TASK TO CARRY OUT
In your answer, give each entry again exactly as it appears.

* * *

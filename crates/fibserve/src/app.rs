//! Application entry point and dispatch.

use std::sync::Arc;

use anyhow::{Context, Result};
use tokio::net::TcpListener;

use fibserve_core::{Calculator, FastDoubling, FibCache, FibError, MemoizedFastDoubling};
use fibserve_server::{AppState, FibResponse, RequestHandler};

use crate::config::AppConfig;

/// Run the application.
pub fn run(config: &AppConfig) -> Result<()> {
    let (calculator, cache) = build_calculator(config)?;
    let handler = RequestHandler::new(calculator);

    // One-shot mode
    if let Some(n) = config.n {
        let response = handler.handle(n);
        return print_response(&response, config.quiet);
    }

    run_server(config, AppState::new(handler, cache))
}

/// Build the calculator selected by `config`, plus the memo table it shares
/// (if any). The table is created once here and handed to every caller.
pub fn build_calculator(
    config: &AppConfig,
) -> Result<(Arc<dyn Calculator>, Option<Arc<FibCache>>), FibError> {
    let opts = config.options()?;

    if config.no_cache {
        tracing::info!(parallel_threshold = opts.parallel_threshold, "memoization disabled");
        return Ok((Arc::new(FastDoubling::new(opts)), None));
    }

    let cache = Arc::new(FibCache::new(opts.cache_capacity)?);
    tracing::info!(
        capacity = opts.cache_capacity,
        parallel_threshold = opts.parallel_threshold,
        "memo table ready"
    );
    let calc = MemoizedFastDoubling::new(Arc::clone(&cache), opts);
    Ok((Arc::new(calc), Some(cache)))
}

fn print_response(response: &FibResponse, quiet: bool) -> Result<()> {
    if quiet {
        match (&response.nth_fibonacci, &response.message) {
            (Some(value), _) => println!("{value}"),
            (None, Some(message)) => eprintln!("{message}"),
            (None, None) => {}
        }
        return Ok(());
    }

    let json = serde_json::to_string(response).context("failed to encode response")?;
    println!("{json}");
    Ok(())
}

fn run_server(config: &AppConfig, state: AppState) -> Result<()> {
    let runtime = tokio::runtime::Builder::new_multi_thread()
        .enable_all()
        .build()
        .context("failed to start tokio runtime")?;

    runtime.block_on(serve_on(config.bind_addr(), state))
}

async fn serve_on(addr: String, state: AppState) -> Result<()> {
    let listener = TcpListener::bind(&addr)
        .await
        .with_context(|| format!("failed to bind {addr}"))?;
    fibserve_server::serve(listener, state).await
}

#[cfg(test)]
mod tests {
    use super::*;
    use clap::Parser;

    fn config(args: &[&str]) -> AppConfig {
        AppConfig::try_parse_from(std::iter::once("fibserve").chain(args.iter().copied()))
            .unwrap()
    }

    #[test]
    fn memoized_by_default() {
        let (calc, cache) = build_calculator(&config(&["--cache-capacity", "12"])).unwrap();
        assert_eq!(calc.name(), "MemoizedFastDoubling");
        let cache = cache.unwrap();
        assert_eq!(cache.capacity(), 12);

        calc.compute(40).unwrap();
        assert!(!cache.is_empty());
    }

    #[test]
    fn no_cache_flag() {
        let (calc, cache) = build_calculator(&config(&["--no-cache"])).unwrap();
        assert_eq!(calc.name(), "FastDoubling");
        assert!(cache.is_none());
    }

    #[test]
    fn zero_capacity_is_config_error() {
        let err = build_calculator(&config(&["--cache-capacity", "0"])).err();
        assert!(matches!(err, Some(FibError::Config(_))));
    }

    #[test]
    fn one_shot_run_succeeds() {
        assert!(run(&config(&["-n", "30", "-q"])).is_ok());
        assert!(run(&config(&["-n", "-30"])).is_ok());
    }
}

* * *

WRITTEN REPLY
filename crates/fibserve/src/app.rs
//! Application entry point and dispatch.

use std::sync::Arc;

use anyhow::{Context, Result};
use tokio::net::TcpListener;

use fibserve_core::{Calculator, FastDoubling, FibCache, FibError, MemoizedFastDoubling};
use fibserve_server::{AppState, FibResponse, RequestHandler};

use crate::config::AppConfig;

/// Run the application.
pub fn run(config: &AppConfig) -> Result<()> {
    let (calculator, cache) = build_calculator(config)?;
    let handler = RequestHandler::new(calculator);

    // One-shot mode
    if let Some(n) = config.n {
        let response = handler.handle(n);
        return print_response(&response, config.quiet);
    }

    run_server(config, AppState::new(handler, cache))
}

/// Build the calculator selected by `config`, plus the memo table it shares
/// (if any). The table is created once here and handed to every caller.
pub fn build_calculator(
    config: &AppConfig,
) -> Result<(Arc<dyn Calculator>, Option<Arc<FibCache>>), FibError> {
    let opts = config.options()?;

    if config.no_cache {
        tracing::info!(parallel_threshold = opts.parallel_threshold, "memoization disabled");
        return Ok((Arc::new(FastDoubling::new(opts)), None));
    }

    let cache = Arc::new(FibCache::new(opts.cache_capacity)?);
    tracing::info!(
        capacity = opts.cache_capacity,
        parallel_threshold = opts.parallel_threshold,
        "memo table ready"
    );
    let calc = MemoizedFastDoubling::new(Arc::clone(&cache), opts);
    Ok((Arc::new(calc), Some(cache)))
}

fn print_response(response: &FibResponse, quiet: bool) -> Result<()> {
    if quiet {
        match (&response.nth_fibonacci, &response.message) {
            (Some(value), _) => println!("{value}"),
            (None, Some(message)) => eprintln!("{message}"),
            (None, None) => {}
        }
        return Ok(());
    }

    let json = serde_json::to_string(response).context("failed to encode response")?;
    println!("{json}");
    Ok(())
}

fn run_server(config: &AppConfig, state: AppState) -> Result<()> {
    let runtime = tokio::runtime::Builder::new_multi_thread()
        .enable_all()
        .build()
        .context("failed to start tokio runtime")?;

    runtime.block_on(serve_on(config.bind_addr(), state))
}

async fn serve_on(addr: String, state: AppState) -> Result<()> {
    let listener = TcpListener::bind(&addr)
        .await
        .with_context(|| format!("failed to bind {addr}"))?;
    fibserve_server::serve(listener, state).await
}

#[cfg(test)]
mod tests {
    use super::*;
    use clap::Parser;

    fn config(args: &[&str]) -> AppConfig {
        AppConfig::try_parse_from(std::iter::once("fibserve").chain(args.iter().copied()))
            .unwrap()
    }

    #[test]
    fn memoized_by_default() {
        let (calc, cache) = build_calculator(&config(&["--cache-capacity", "12"])).unwrap();
        assert_eq!(calc.name(), "MemoizedFastDoubling");
        let cache = cache.unwrap();
        assert_eq!(cache.capacity(), 12);

        calc.compute(40).unwrap();
        assert!(!cache.is_empty());
    }

    #[test]
    fn no_cache_flag() {
        let (calc, cache) = build_calculator(&config(&["--no-cache"])).unwrap();
        assert_eq!(calc.name(), "FastDoubling");
        assert!(cache.is_none());
    }

    #[test]
    fn zero_capacity_is_config_error() {
        let err = build_calculator(&config(&["--cache-capacity", "0"])).err();
        assert!(matches!(err, Some(FibError::Config(_))));
    }

    #[test]
    fn one_shot_run_succeeds() {
        assert!(run(&config(&["-n", "30", "-q"])).is_ok());
        assert!(run(&config(&["-n", "-30"])).is_ok());
    }
}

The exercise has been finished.